Required action → Lines holding the string "that" are the ones to copy; find them all in the data.

Segment Start: Data extract

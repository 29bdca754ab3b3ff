use std::{
	cell::{Cell, RefCell},
	fmt,
	rc::Rc,
};

use crate::{future::Settled, scheduler::Scheduler};

type OnResolve<T> = Box<dyn FnOnce(T)>;
type OnReject<E> = Box<dyn FnOnce(E)>;

/// Observable state of a [`Deferred`]
#[derive(Debug, Clone, Copy, PartialEq, Eq, Hash)]
pub enum Status {
	/// Not settled yet
	Pending,
	/// Settled with a success value
	Resolved,
	/// Settled with a failure value
	Rejected,
}

impl fmt::Display for Status {
	fn fmt(&self, f: &mut fmt::Formatter<'_>) -> fmt::Result {
		let msg = match self {
			Status::Pending => "pending",
			Status::Resolved => "resolved",
			Status::Rejected => "rejected",
		};

		fmt::Display::fmt(msg, f)
	}
}

enum State<T, E> {
	Pending { on_resolve: Vec<OnResolve<T>>, on_reject: Vec<OnReject<E>> },
	Resolved(T),
	Rejected(E),
}

impl<T, E> State<T, E> {
	fn status(&self) -> Status {
		match self {
			State::Pending { .. } => Status::Pending,
			State::Resolved(_) => Status::Resolved,
			State::Rejected(_) => Status::Rejected,
		}
	}
}

/// Anything that can report a single eventual outcome to a pair of observers.
///
/// Handlers passed to [`Deferred::then`] may return an [`Outcome::Follow`] wrapping a thenable, the
/// derived value then settles the way the thenable does.
pub trait Thenable<T, E> {
	/// Registers observers, exactly one of which eventually runs
	fn subscribe(self: Box<Self>, on_resolve: Box<dyn FnOnce(T)>, on_reject: Box<dyn FnOnce(E)>);
}

/// What a chain handler decided for the derived [`Deferred`]
pub enum Outcome<T, E> {
	/// Resolve the derived value
	Resolve(T),
	/// Reject the derived value
	Reject(E),
	/// Settle the derived value like this thenable eventually settles
	Follow(Box<dyn Thenable<T, E>>),
}

impl<T, E> Outcome<T, E> {
	/// Wraps `thenable` into [`Outcome::Follow`]
	pub fn follow<Th: Thenable<T, E> + 'static>(thenable: Th) -> Self {
		Outcome::Follow(Box::new(thenable))
	}
}

impl<T, E> From<Result<T, E>> for Outcome<T, E> {
	fn from(result: Result<T, E>) -> Self {
		match result {
			Ok(value) => Outcome::Resolve(value),
			Err(error) => Outcome::Reject(error),
		}
	}
}

impl<T: Clone + 'static, E: Clone + 'static> From<Deferred<T, E>> for Outcome<T, E> {
	fn from(deferred: Deferred<T, E>) -> Self {
		Outcome::follow(deferred)
	}
}

impl<T, E> fmt::Debug for Outcome<T, E> {
	fn fmt(&self, f: &mut fmt::Formatter<'_>) -> fmt::Result {
		let variant = match self {
			Outcome::Resolve(_) => "Resolve",
			Outcome::Reject(_) => "Reject",
			Outcome::Follow(_) => "Follow",
		};

		f.write_str(variant)
	}
}

/// A single-assignment value that becomes available later, either as a success `T` or a failure `E`.
///
/// Handles are cheap to clone and all point to the same value. Every observer runs on a later turn of
/// the [`EventLoop`](crate::rt::EventLoop), through the [`Scheduler`] the value was created with.
pub struct Deferred<T, E> {
	state: Rc<RefCell<State<T, E>>>,
	scheduler: Scheduler,
}

impl<T, E> Clone for Deferred<T, E> {
	fn clone(&self) -> Self {
		Self { state: Rc::clone(&self.state), scheduler: self.scheduler.clone() }
	}
}

impl<T: Clone + 'static, E: Clone + 'static> Deferred<T, E> {
	/// Creates a pending value
	pub fn new(scheduler: &Scheduler) -> Self {
		let state = State::Pending { on_resolve: Vec::new(), on_reject: Vec::new() };
		Self { state: Rc::new(RefCell::new(state)), scheduler: scheduler.clone() }
	}

	/// Creates a pending value and hands its settling capabilities to `initializer`, which runs
	/// synchronously, exactly once.
	///
	/// A panic inside `initializer` is not turned into a rejection, it propagates to the caller.
	pub fn with_initializer<F>(scheduler: &Scheduler, initializer: F) -> Self
	where
		F: FnOnce(Resolver<T, E>, Rejecter<T, E>),
	{
		let deferred = Self::new(scheduler);
		initializer(Resolver { deferred: deferred.clone() }, Rejecter { deferred: deferred.clone() });
		deferred
	}

	/// Creates a value already resolved with `value`
	pub fn resolved(scheduler: &Scheduler, value: T) -> Self {
		let deferred = Self::new(scheduler);
		let _ = deferred.try_resolve(value);
		deferred
	}

	/// Creates a value already rejected with `error`. Nothing observes it yet, so this is reported
	/// like any other unhandled rejection
	pub fn rejected(scheduler: &Scheduler, error: E) -> Self {
		let deferred = Self::new(scheduler);
		let _ = deferred.try_reject(error);
		deferred
	}

	/// Current state, settled values never change
	pub fn status(&self) -> Status {
		self.state.borrow().status()
	}

	/// The settled outcome, `None` while pending
	pub fn settled(&self) -> Option<Result<T, E>> {
		match &*self.state.borrow() {
			State::Pending { .. } => None,
			State::Resolved(value) => Some(Ok(value.clone())),
			State::Rejected(error) => Some(Err(error.clone())),
		}
	}

	/// The scheduler observers of this value are dispatched through
	pub fn scheduler(&self) -> &Scheduler {
		&self.scheduler
	}

	/// Settles the value with `value`, if still pending. Later calls are ignored with a warning
	pub fn resolve(&self, value: T) {
		if let Err(status) = self.try_resolve(value) {
			tracing::warn!(%status, "tried to resolve a deferred value that already settled");
		}
	}

	/// Settles the value with `error`, if still pending. Later calls are ignored with a warning
	pub fn reject(&self, error: E) {
		if let Err(status) = self.try_reject(error) {
			tracing::warn!(%status, "tried to reject a deferred value that already settled");
		}
	}

	/// Resolves without warning, reporting the status that prevented settling
	pub(crate) fn try_resolve(&self, value: T) -> Result<(), Status> {
		let observers = {
			let mut state = self.state.borrow_mut();
			match &mut *state {
				State::Pending { on_resolve, .. } => {
					let observers = std::mem::take(on_resolve);
					// observer lists are dropped with the old state
					*state = State::Resolved(value.clone());
					observers
				}
				settled => return Err(settled.status()),
			}
		};

		tracing::trace!(observers = observers.len(), "resolved deferred value");
		for observer in observers {
			let value = value.clone();
			self.scheduler.schedule_later(move || observer(value));
		}

		Ok(())
	}

	/// Rejects without warning, reporting the status that prevented settling
	pub(crate) fn try_reject(&self, error: E) -> Result<(), Status> {
		let observers = {
			let mut state = self.state.borrow_mut();
			match &mut *state {
				State::Pending { on_reject, .. } => {
					let observers = std::mem::take(on_reject);
					*state = State::Rejected(error.clone());
					observers
				}
				settled => return Err(settled.status()),
			}
		};

		if observers.is_empty() && self.scheduler.config().report_unhandled_rejections {
			tracing::warn!("deferred value rejected while nothing observes its failure");
		}

		tracing::trace!(observers = observers.len(), "rejected deferred value");
		for observer in observers {
			let error = error.clone();
			self.scheduler.schedule_later(move || observer(error));
		}

		Ok(())
	}

	/// Registers one observer per outcome. Already settled values schedule the matching observer right
	/// away, still on a later turn
	pub(crate) fn observe(&self, on_resolve: OnResolve<T>, on_reject: OnReject<E>) {
		let settled = {
			let mut state = self.state.borrow_mut();
			match &mut *state {
				State::Pending { on_resolve: resolves, on_reject: rejects } => {
					resolves.push(on_resolve);
					rejects.push(on_reject);
					return;
				}
				State::Resolved(value) => Ok(value.clone()),
				State::Rejected(error) => Err(error.clone()),
			}
		};

		match settled {
			Ok(value) => self.scheduler.schedule_later(move || on_resolve(value)),
			Err(error) => self.scheduler.schedule_later(move || on_reject(error)),
		};
	}

	/// Chains a handler per outcome, returning a new value settled by whichever handler runs.
	///
	/// Handlers never run during this call. Their [`Outcome`] resolves, rejects, or makes the returned
	/// value follow another [`Thenable`].
	pub fn then<U, E2, F, G>(&self, on_success: F, on_failure: G) -> Deferred<U, E2>
	where
		U: Clone + 'static,
		E2: Clone + 'static,
		F: FnOnce(T) -> Outcome<U, E2> + 'static,
		G: FnOnce(E) -> Outcome<U, E2> + 'static,
	{
		let next = Deferred::new(&self.scheduler);

		let on_resolve = {
			let next = next.clone();
			Box::new(move |value| drive(on_success(value), &next))
		};
		let on_reject = {
			let next = next.clone();
			Box::new(move |error| drive(on_failure(error), &next))
		};

		self.observe(on_resolve, on_reject);
		next
	}

	/// Chains a success handler, failures are forwarded to the returned value unchanged
	pub fn and_then<U, F>(&self, on_success: F) -> Deferred<U, E>
	where
		U: Clone + 'static,
		F: FnOnce(T) -> Outcome<U, E> + 'static,
	{
		self.then(on_success, Outcome::Reject)
	}

	/// Chains a failure handler, successes are forwarded to the returned value unchanged
	pub fn or_else<E2, G>(&self, on_failure: G) -> Deferred<T, E2>
	where
		E2: Clone + 'static,
		G: FnOnce(E) -> Outcome<T, E2> + 'static,
	{
		self.then(Outcome::Resolve, on_failure)
	}

	/// Transforms the success value
	pub fn map<U, F>(&self, f: F) -> Deferred<U, E>
	where
		U: Clone + 'static,
		F: FnOnce(T) -> U + 'static,
	{
		self.and_then(move |value| Outcome::Resolve(f(value)))
	}

	/// Transforms the failure value
	pub fn map_err<E2, G>(&self, g: G) -> Deferred<T, E2>
	where
		E2: Clone + 'static,
		G: FnOnce(E) -> E2 + 'static,
	{
		self.or_else(move |error| Outcome::Reject(g(error)))
	}

	/// A [`Future`](std::future::Future) completing once this value settles. It does not turn the event loop
	pub fn into_future(&self) -> Settled<T, E> {
		let (sender, receiver) = oneshot::channel();
		let on_resolve = Rc::new(Cell::new(Some(sender)));
		let on_reject = Rc::clone(&on_resolve);

		// a dropped receiver just means nobody awaits the outcome anymore
		self.observe(
			Box::new(move |value| {
				if let Some(sender) = on_resolve.take() {
					let _ = sender.send(Ok(value));
				}
			}),
			Box::new(move |error| {
				if let Some(sender) = on_reject.take() {
					let _ = sender.send(Err(error));
				}
			}),
		);

		Settled::new(receiver)
	}
}

/// Applies a handler's decision to the derived value
fn drive<U: Clone + 'static, E: Clone + 'static>(outcome: Outcome<U, E>, next: &Deferred<U, E>) {
	match outcome {
		Outcome::Resolve(value) => next.resolve(value),
		Outcome::Reject(error) => next.reject(error),
		Outcome::Follow(thenable) => {
			let (on_resolve, on_reject) = (next.clone(), next.clone());
			thenable.subscribe(
				Box::new(move |value| on_resolve.resolve(value)),
				Box::new(move |error| on_reject.reject(error)),
			);
		}
	}
}

impl<T: Clone + 'static, E: Clone + 'static> Thenable<T, E> for Deferred<T, E> {
	fn subscribe(self: Box<Self>, on_resolve: Box<dyn FnOnce(T)>, on_reject: Box<dyn FnOnce(E)>) {
		self.observe(on_resolve, on_reject);
	}
}

impl<T, E> fmt::Debug for Deferred<T, E> {
	fn fmt(&self, f: &mut fmt::Formatter<'_>) -> fmt::Result {
		f.debug_struct("Deferred").field("status", &self.state.borrow().status()).finish()
	}
}

/// Capability to resolve a [`Deferred`], handed to [`Deferred::with_initializer`]
pub struct Resolver<T, E> {
	deferred: Deferred<T, E>,
}

impl<T: Clone + 'static, E: Clone + 'static> Resolver<T, E> {
	/// See [`Deferred::resolve`]
	pub fn resolve(&self, value: T) {
		self.deferred.resolve(value);
	}
}

impl<T, E> Clone for Resolver<T, E> {
	fn clone(&self) -> Self {
		Self { deferred: self.deferred.clone() }
	}
}

/// Capability to reject a [`Deferred`], handed to [`Deferred::with_initializer`]
pub struct Rejecter<T, E> {
	deferred: Deferred<T, E>,
}

impl<T: Clone + 'static, E: Clone + 'static> Rejecter<T, E> {
	/// See [`Deferred::reject`]
	pub fn reject(&self, error: E) {
		self.deferred.reject(error);
	}
}

impl<T, E> Clone for Rejecter<T, E> {
	fn clone(&self) -> Self {
		Self { deferred: self.deferred.clone() }
	}
}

Segment End: Data extract

Exercise solution →
/// Anything that can report a single eventual outcome to a pair of observers.
/// A single-assignment value that becomes available later, either as a success `T` or a failure `E`.
			tracing::warn!(%status, "tried to resolve a deferred value that already settled");
			tracing::warn!(%status, "tried to reject a deferred value that already settled");
	/// Resolves without warning, reporting the status that prevented settling
	/// Rejects without warning, reporting the status that prevented settling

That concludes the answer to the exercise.